use crate::ast::{Expr, Stmt};
use crate::token::Token;

/// Indented, line-per-node rendering of an AST, for diagnostics.
///
/// ```text
/// NodeDecl <Entity> foo
///   NodeBody
///     Expr
///       Property position
///         Literal 0.0
/// ```
pub struct TreePrinter {
    out: String,
    depth: usize,
}

impl TreePrinter {
    pub fn new() -> Self {
        Self { out: String::new(), depth: 0 }
    }

    pub fn finish(self) -> String {
        self.out
    }

    fn line(&mut self, text: &str) {
        for _ in 0..self.depth {
            self.out.push_str("  ");
        }
        self.out.push_str(text);
        self.out.push('\n');
    }

    fn nested(&mut self, f: impl FnOnce(&mut Self)) {
        self.depth += 1;
        f(self);
        self.depth -= 1;
    }

    pub fn stmt(&mut self, stmt: &Stmt) {
        match stmt {
            Stmt::Expr(expr) => {
                self.line("Expr");
                self.nested(|p| p.expr(expr));
            }
            Stmt::Project { name, metadata } => {
                self.line(&format!("Project {}", display_name(name)));
                self.nested(|p| metadata.iter().for_each(|e| p.expr(e)));
            }
            Stmt::Window { name, description } => {
                self.line(&format!("Window {}", display_name(name)));
                self.nested(|p| description.iter().for_each(|e| p.expr(e)));
            }
            Stmt::Resources { properties, .. } => {
                self.line("Resources");
                self.nested(|p| properties.iter().for_each(|e| p.expr(e)));
            }
            Stmt::SceneList { scenes, .. } => {
                self.line("SceneList");
                self.nested(|p| scenes.iter().for_each(|e| p.expr(e)));
            }
            Stmt::NodeDecl { kind, name, body } => {
                self.line(&format!("NodeDecl <{}> {}", kind.text, display_name(name)));
                if let Some(body) = body {
                    self.nested(|p| p.stmt(body));
                }
            }
            Stmt::Function { kind, target, name, params, body } => {
                let params: Vec<&str> = params.iter().map(|t| t.text.as_str()).collect();
                let header = match target {
                    Some(target) => format!("{} {}<{}>({})", kind.describe(), target.text, name.text, params.join(", ")),
                    None => format!("{} {}({})", kind.describe(), name.text, params.join(", ")),
                };
                self.line(&header);
                self.nested(|p| p.stmt(body));
            }
            Stmt::VarDecl { ty, name, initializer } => {
                self.line(&format!("VarDecl {} {}", ty.text, name.text));
                if let Some(init) = initializer {
                    self.nested(|p| p.expr(init));
                }
            }
            Stmt::NodeBody(stmts) => {
                self.line("NodeBody");
                self.nested(|p| stmts.iter().for_each(|s| p.stmt(s)));
            }
            Stmt::Block(stmts) => {
                self.line("Block");
                self.nested(|p| stmts.iter().for_each(|s| p.stmt(s)));
            }
        }
    }

    pub fn expr(&mut self, expr: &Expr) {
        match expr {
            Expr::Literal(token) => self.line(&format!("Literal {}", token.text)),
            Expr::Property { kind, values } => {
                self.line(&format!("Property {}", kind.text));
                self.nested(|p| values.iter().for_each(|v| p.expr(v)));
            }
            Expr::Access { object, name } => {
                self.line(&format!("Access ::{}", name.text));
                self.nested(|p| p.expr(object));
            }
            Expr::Logical { left, op, right } => {
                self.line(&format!("Logical {}", op.text));
                self.nested(|p| {
                    p.expr(left);
                    p.expr(right);
                });
            }
            Expr::Unary { op, right } => {
                self.line(&format!("Unary {}", op.text));
                self.nested(|p| p.expr(right));
            }
            Expr::Binary { left, op, right } => {
                self.line(&format!("Binary {}", op.text));
                self.nested(|p| {
                    p.expr(left);
                    p.expr(right);
                });
            }
            Expr::Call { callee, args } => {
                self.line(&format!("Call ({} args)", args.len()));
                self.nested(|p| {
                    p.expr(callee);
                    args.iter().for_each(|a| p.expr(a));
                });
            }
            Expr::Grouping(inner) => {
                self.line("Grouping");
                self.nested(|p| p.expr(inner));
            }
            Expr::Var(name) => self.line(&format!("Var {}", name.text)),
            Expr::Assign { name, value } => {
                self.line(&format!("Assign {}", name.text));
                self.nested(|p| p.expr(value));
            }
        }
    }
}

impl Default for TreePrinter {
    fn default() -> Self {
        Self::new()
    }
}

fn display_name(name: &Token) -> &str {
    if name.text.is_empty() { "_" } else { &name.text }
}

/// Render a whole program, one top-level statement after another.
pub fn print_program(program: &[Stmt]) -> String {
    let mut printer = TreePrinter::new();
    for stmt in program {
        printer.stmt(stmt);
    }
    printer.finish()
}
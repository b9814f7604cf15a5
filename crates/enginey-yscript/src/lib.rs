//! Lexer, parser, AST, and node builder for **YScript**, the EngineY project
//! and scene description language (`.yproj`, `.ysc`).
//!
//! The crate only depends on the `log` facade, so editors and tooling can
//! read project files without linking the engine.
//!
//! # Structure
//!
//! | Module | Contents |
//! |--------|----------|
//! | [`token`] | `Token`, `TokenKind` |
//! | [`lexer`] | `Lexer`, `lex_file` |
//! | [`error`] | `LexError`, `ParseError`, `BuildError`, `Error` |
//! | [`ast`] | `Expr`, `Stmt`, `Program` |
//! | [`printer`] | `TreePrinter`, `print_program` |
//! | [`parser`] | `Parser` with per-declaration error recovery |
//! | [`node`] | `NodeGraph`, `Node`, `Property`, `Literal`, `RawProjectMetadata` |
//! | [`builder`] | `NodeBuilder` |
//!
//! # Quick start
//!
//! ```rust
//! use enginey_yscript::{NodeBuilder, NodeType, parse_str};
//!
//! let src = r#"
//!     project MyGame { author: "Jane"; }
//!     node<Entity> player {
//!         node<Transform> _ { position: { 0.0, 1.0, 0.0 }; }
//!     }
//! "#;
//!
//! let program = parse_str(src).unwrap();
//! let graph = NodeBuilder::new().build(&program).unwrap();
//! assert_eq!(graph.metadata().project_name, "MyGame");
//! assert_eq!(graph.roots().next().unwrap().kind, NodeType::Entity);
//! ```

pub mod ast;
pub mod builder;
pub mod error;
pub mod lexer;
pub mod node;
pub mod parser;
pub mod printer;
pub mod token;

pub use ast::{Expr, FunctionKind, Program, Stmt};
pub use builder::NodeBuilder;
pub use error::{BuildError, Error, LexError, ParseError};
pub use lexer::{Lexer, lex_file};
pub use node::{Literal, Node, NodeGraph, NodeId, NodeType, Property, PropertyType, RawProjectMetadata, ValueClass};
pub use parser::Parser;
pub use printer::print_program;
pub use token::{Token, TokenKind};

/// Lex and parse a source string.
///
/// Fails on the first lexical error, or with every collected parse error when
/// any declaration failed to parse.
pub fn parse_str(src: &str) -> Result<Program, Error> {
    let tokens = Lexer::new(src).tokenize()?;
    let mut parser = Parser::new(tokens);
    let program = parser.parse();
    if parser.parse_failed() {
        return Err(Error::Parse(parser.errors().to_vec()));
    }
    Ok(program)
}

#[cfg(test)]
mod parse_tests {
    use super::*;

    fn ok(src: &str) -> Program { parse_str(src).unwrap() }
    fn err(src: &str) -> Error { parse_str(src).unwrap_err() }

    #[test] fn statement_per_declaration() {
        let program = ok(r#"
            project MyGame { author: "Jane"; }
            node<Entity> a { node<Transform> _ { scale: { 1.0, 1.0, 1.0 }; } }
            node<Camera> cam;
        "#);
        assert_eq!(program.len(), 3);
    }

    #[test] fn project_metadata_in_order() {
        let program = ok(r#"
            project MyGame {
              author: "Jane";
              version: "1.0.0";
            }
        "#);
        let graph = NodeBuilder::new().build(&program).unwrap();
        let meta = graph.metadata();
        assert_eq!(meta.project_name, "MyGame");
        assert_eq!(
            meta.properties,
            [
                Property { kind: PropertyType::Author, values: vec![Literal::String("Jane")] },
                Property { kind: PropertyType::Version, values: vec![Literal::String("1.0.0")] },
            ]
        );
    }

    #[test] fn entity_with_anonymous_transform() {
        let program = ok(r#"
            node<Entity> foo {
              node<Transform> _ {
                position: { 0.0 , 0.0 , 0.0 };
              }
            }
        "#);
        let graph = NodeBuilder::new().build(&program).unwrap();
        assert_eq!(graph.root_ids().len(), 1);
        let root_id = graph.root_ids()[0];
        let root = &graph[root_id];
        assert_eq!((root.kind, root.id), (NodeType::Entity, "foo"));
        assert_eq!(root.children.len(), 1);

        let child = &graph[root.children[0]];
        assert_eq!((child.kind, child.id), (NodeType::Transform, ""));
        assert_eq!(child.parent, Some(root_id));
        assert_eq!(
            child.properties,
            [Property { kind: PropertyType::Position, values: vec![Literal::Float(0.0); 3] }]
        );
    }

    #[test] fn anonymous_entity_is_rejected_at_underscore() {
        let Error::Parse(errors) = err("node<Entity> _;") else { panic!("expected parse error") };
        assert_eq!((errors[0].line, errors[0].col), (1, 14));
        ok("node<Entity> foo;");
    }

    #[test] fn mixed_property_list_fails_at_property() {
        let program = ok("node<Entity> e {\n  flags: { true, \"x\" };\n}");
        let err = NodeBuilder::new().build(&program).unwrap_err();
        assert_eq!((err.line, err.col), (2, 3));
    }

    #[test] fn negated_string_fails() {
        let program = ok(r#"node<Entity> e { mesh: -"x"; }"#);
        let err = NodeBuilder::new().build(&program).unwrap_err();
        assert!(err.message.contains("numeric literal"));
    }

    #[test] fn recovery_returns_valid_declarations() {
        let tokens = Lexer::new("node<Entity> ; node<Entity> a; node<Camera> b;").tokenize().unwrap();
        let mut parser = Parser::new(tokens);
        let program = parser.parse();
        assert!(parser.parse_failed());
        assert_eq!(program.len(), 2);
    }

    #[test] fn project_node_type_fails_in_builder() {
        let program = ok("node<project> p;");
        let err = NodeBuilder::new().build(&program).unwrap_err();
        assert!(err.message.contains("Invalid node type"));
    }

    #[test] fn parse_error_lists_every_failure() {
        let message = err("node<Entity> _; node<Camera> _;").to_string();
        assert!(message.starts_with("parse failed with 2 error(s)"));
        assert!(message.contains("yscript parser error at [1 , 14]"));
    }

    #[test] fn lex_error_surfaces() {
        assert!(matches!(err(r#"project p { author: "Jane; }"#), Error::Lex(_)));
    }
}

------------

*Assignment*:
Will you return exactly the lines above from the one with "p.expr(callee);" down to the one with "the EngineY project", counting both as part of the range?

*Result*:
                    p.expr(callee);
                    args.iter().for_each(|a| p.expr(a));
                });
            }
            Expr::Grouping(inner) => {
                self.line("Grouping");
                self.nested(|p| p.expr(inner));
            }
            Expr::Var(name) => self.line(&format!("Var {}", name.text)),
            Expr::Assign { name, value } => {
                self.line(&format!("Assign {}", name.text));
                self.nested(|p| p.expr(value));
            }
        }
    }
}

impl Default for TreePrinter {
    fn default() -> Self {
        Self::new()
    }
}

fn display_name(name: &Token) -> &str {
    if name.text.is_empty() { "_" } else { &name.text }
}

/// Render a whole program, one top-level statement after another.
pub fn print_program(program: &[Stmt]) -> String {
    let mut printer = TreePrinter::new();
    for stmt in program {
        printer.stmt(stmt);
    }
    printer.finish()
}
repository b9814f7604cf15a5
filename crates/enginey-yscript/src/lib.rs
//! Lexer, parser, AST, and node builder for **YScript**, the EngineY project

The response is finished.